• [PROBLEM] Check each line below for the word "sync", and copy those that have it.

──────── MATERIAL FOR THIS EXERCISE ────────

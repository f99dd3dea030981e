//! State guarded by the stream's pipeline lock, and the per-frame cycle.

use std::sync::atomic::{AtomicBool, Ordering};
use std::sync::Arc;

use anyhow::{anyhow, Context, Result};
use image::imageops::FilterType;
use image::{DynamicImage, GenericImageView};

use crate::chain::{ChainContext, StageChain};
use crate::command::Command;
use crate::events::{StreamFrame, StreamListeners, StreamOutput};
use crate::frame::{FpsCounter, FrameBundle};
use crate::ingest::{CaptureSettings, InputSource};
use crate::params::{Parameter, ParameterGroup};
use crate::persist::{SourceDescriptor, StageDescriptor, StreamDescriptor};
use crate::registry::{SourceRegistry, StageRegistry};
use crate::transform::TransformState;

/// Result of one pass of the capture loop.
pub(crate) enum Cycle {
    /// No source, or the stream is not configured yet.
    Idle,
    /// The source had nothing new.
    NoFrame,
    /// A frame went through the chain and was published.
    Published(StreamFrame),
}

/// Everything the capture thread mutates. One coarse lock protects it all:
/// the source handle, the chain, the transform state and the listeners.
pub(crate) struct Pipeline {
    name: String,
    source: Option<Box<dyn InputSource>>,
    capture: CaptureSettings,
    configured: bool,
    chain: StageChain,
    transform: TransformState,
    mirror: bool,
    flip: bool,
    fps: FpsCounter,
    frame_number: u64,
    pub(crate) listeners: StreamListeners,
    stages: Arc<StageRegistry>,
    sources: Arc<SourceRegistry>,
}

impl Pipeline {
    pub(crate) fn new(
        name: &str,
        width: u32,
        height: u32,
        stages: Arc<StageRegistry>,
        sources: Arc<SourceRegistry>,
    ) -> Result<Self> {
        let transform = TransformState::new(width, height)?;
        Ok(Self {
            name: name.to_string(),
            source: None,
            capture: CaptureSettings::default(),
            configured: false,
            chain: StageChain::new(ChainContext::new(name, width, height)),
            transform,
            mirror: false,
            flip: false,
            fps: FpsCounter::new(),
            frame_number: 0,
            listeners: StreamListeners::default(),
            stages,
            sources,
        })
    }

    pub(crate) fn chain(&self) -> &StageChain {
        &self.chain
    }

    pub(crate) fn chain_mut(&mut self) -> &mut StageChain {
        &mut self.chain
    }

    pub(crate) fn transform(&self) -> &TransformState {
        &self.transform
    }

    pub(crate) fn stage_registry(&self) -> &Arc<StageRegistry> {
        &self.stages
    }

    pub(crate) fn is_configured(&self) -> bool {
        self.configured
    }

    pub(crate) fn has_source(&self) -> bool {
        self.source.is_some()
    }

    pub(crate) fn fps(&self) -> f32 {
        self.fps.fps()
    }

    /// One-time setup before the first start: size the chain and open the
    /// source, if one is attached. Errors leave the stream unconfigured.
    pub(crate) fn configure(&mut self) -> Result<()> {
        if self.configured {
            return Ok(());
        }
        let (width, height) = self.transform.size();
        self.chain.set_process_size(width, height);
        if let Some(source) = self.source.as_mut() {
            source
                .setup(&self.capture)
                .with_context(|| format!("{}: set up input source", self.name))?;
            source
                .start()
                .with_context(|| format!("{}: start input source", self.name))?;
        }
        self.configured = true;
        log::info!("{}: configured at {}x{}", self.name, width, height);
        Ok(())
    }

    /// Close and release the source. The stream must be configured again
    /// before the next start.
    pub(crate) fn release_source(&mut self) {
        if let Some(mut source) = self.source.take() {
            source.close();
            log::info!("{}: released {} source", self.name, source.type_name());
        }
        self.configured = false;
    }

    /// Open the incoming source first when the stream is configured; only
    /// once it is running is the previous one closed and replaced.
    fn install_source(
        &mut self,
        mut source: Box<dyn InputSource>,
        settings: CaptureSettings,
    ) -> Result<()> {
        if self.configured {
            if let Err(err) = source.setup(&settings).and_then(|()| source.start()) {
                source.close();
                return Err(err).with_context(|| {
                    format!("{}: open {} source", self.name, source.type_name())
                });
            }
        }
        if let Some(mut previous) = self.source.take() {
            previous.close();
        }
        log::info!(
            "{}: input source is now {} ({})",
            self.name,
            source.type_name(),
            settings.device_id
        );
        self.capture = settings;
        self.source = Some(source);
        Ok(())
    }

    fn set_processing_size(&mut self, width: u32, height: u32) -> Result<()> {
        self.transform.set_processing_size(width, height)?;
        self.chain.set_process_size(width, height);
        Ok(())
    }

    /// Apply one command. Failures leave prior state in place.
    pub(crate) fn apply(&mut self, command: Command) -> Result<()> {
        match command {
            Command::ResizeTo { width, height } => self.set_processing_size(width, height),
            Command::SetRoi(region) => self.transform.set_roi(region),
            Command::SetOutputRegion(region) => self.transform.set_output_region(region),
            Command::SetUseRoi(use_roi) => self.transform.set_use_roi(use_roi),
            Command::SetMirror { mirror, flip } => {
                self.mirror = mirror;
                self.flip = flip;
                Ok(())
            }
            Command::SetInputSource(descriptor) => {
                let source = self
                    .sources
                    .create(&descriptor.type_name, descriptor.settings.device_id.clone())
                    .ok_or_else(|| {
                        anyhow!("unknown input source type '{}'", descriptor.type_name)
                    })?;
                self.install_source(source, descriptor.settings)
            }
            Command::ReplaceInputSource(source) => {
                let settings = source.settings().clone();
                self.install_source(source, settings)
            }
            Command::SetCaptureResolution { width, height } => {
                if width == 0 || height == 0 {
                    return Err(anyhow!("capture size must be non-zero"));
                }
                self.capture.width = width;
                self.capture.height = height;
                match self.source.as_mut() {
                    Some(source) if self.configured => source.setup(&self.capture),
                    _ => Ok(()),
                }
            }
            Command::AddStage { stage, index } => {
                let index = index.unwrap_or(self.chain.len());
                self.chain.add_stage(stage, index)
            }
            Command::RemoveStage(selector) => {
                self.chain.remove_stage(&selector);
                Ok(())
            }
            Command::SwapStages(first, second) => self.chain.swap(first, second),
            Command::SetStageActive { stage, active } => self.chain.set_stage_active(&stage, active),
            Command::SetStageParameter { stage, name, value } => {
                self.chain.set_stage_parameter(&stage, &name, &value)
            }
            Command::RestoreStages(stages) => self.chain.restore(stages),
        }
    }

    /// Mirror/flip, resize to processing size, then warp the ROI if enabled.
    fn prepare(&self, raw: &DynamicImage) -> DynamicImage {
        let mut image = match (self.mirror, self.flip) {
            (false, false) => raw.clone(),
            (true, false) => raw.fliph(),
            (false, true) => raw.flipv(),
            (true, true) => raw.rotate180(),
        };
        let (width, height) = self.transform.size();
        if image.dimensions() != (width, height) {
            image = image.resize_exact(width, height, FilterType::Triangle);
        }
        match self.transform.warp_roi(&image) {
            Some(warped) => warped,
            None => image,
        }
    }

    /// One capture cycle. Runs with the pipeline lock held.
    pub(crate) fn cycle(&mut self, running: &AtomicBool) -> Cycle {
        if !self.configured {
            return Cycle::Idle;
        }
        let Some(source) = self.source.as_mut() else {
            return Cycle::Idle;
        };
        if let Err(err) = source.update() {
            log::error!("{}: source update failed: {:#}", self.name, err);
            return Cycle::NoFrame;
        }
        if !source.is_frame_new() {
            return Cycle::NoFrame;
        }
        let Some(raw) = source.pixels().cloned() else {
            return Cycle::NoFrame;
        };
        self.fps.tick();

        let prepared = self.prepare(&raw);
        if !running.load(Ordering::Acquire) {
            return Cycle::Idle;
        }

        let mut bundle = FrameBundle::new(raw, prepared);
        self.chain.run(&mut bundle);

        self.frame_number += 1;
        let fps = self.fps.fps();
        self.listeners.notify(&StreamOutput {
            stream: &self.name,
            result: &bundle.result,
            input: bundle.source(),
            fps,
            frame_number: self.frame_number,
        });

        let (input, result) = bundle.into_parts();
        Cycle::Published(StreamFrame {
            stream: self.name.clone(),
            result,
            input,
            fps,
            frame_number: self.frame_number,
        })
    }

    /// Stream-level parameters plus the chain's aggregate view.
    pub(crate) fn parameters(&self) -> ParameterGroup {
        let (width, height) = self.transform.size();
        let mut group = ParameterGroup::new(&self.name);
        group.add(Parameter::new("mirror", self.mirror));
        group.add(Parameter::new("flip", self.flip));
        group.add(Parameter::new("processing_width", width as i64));
        group.add(Parameter::new("processing_height", height as i64));
        group.add(Parameter::new("use_roi", self.transform.use_roi()));
        group.add(Parameter::new("capture_width", self.capture.width as i64));
        group.add(Parameter::new("capture_height", self.capture.height as i64));
        group.add_group(self.chain.parameters().clone());
        group
    }

    pub(crate) fn descriptor(&self) -> StreamDescriptor {
        let (width, height) = self.transform.size();
        let stages = self
            .chain
            .stages()
            .iter()
            .filter_map(|stage| match stage.lock() {
                Ok(guard) => Some(StageDescriptor::from_stage(&*guard)),
                Err(_) => {
                    log::error!("{}: stage lock poisoned while describing", self.name);
                    None
                }
            })
            .collect();
        StreamDescriptor {
            name: self.name.clone(),
            mirror: self.mirror,
            flip: self.flip,
            processing_width: width,
            processing_height: height,
            use_roi: self.transform.use_roi(),
            roi: self.transform.roi().clone(),
            output_region: self.transform.stored_output_region().clone(),
            source: self.source.as_ref().map(|source| SourceDescriptor {
                type_name: source.type_name().to_string(),
                settings: self.capture.clone(),
            }),
            stages,
        }
    }
}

────────

• [RESPONSE FOR THIS EXERCISE]
use std::sync::atomic::{AtomicBool, Ordering};
use std::sync::Arc;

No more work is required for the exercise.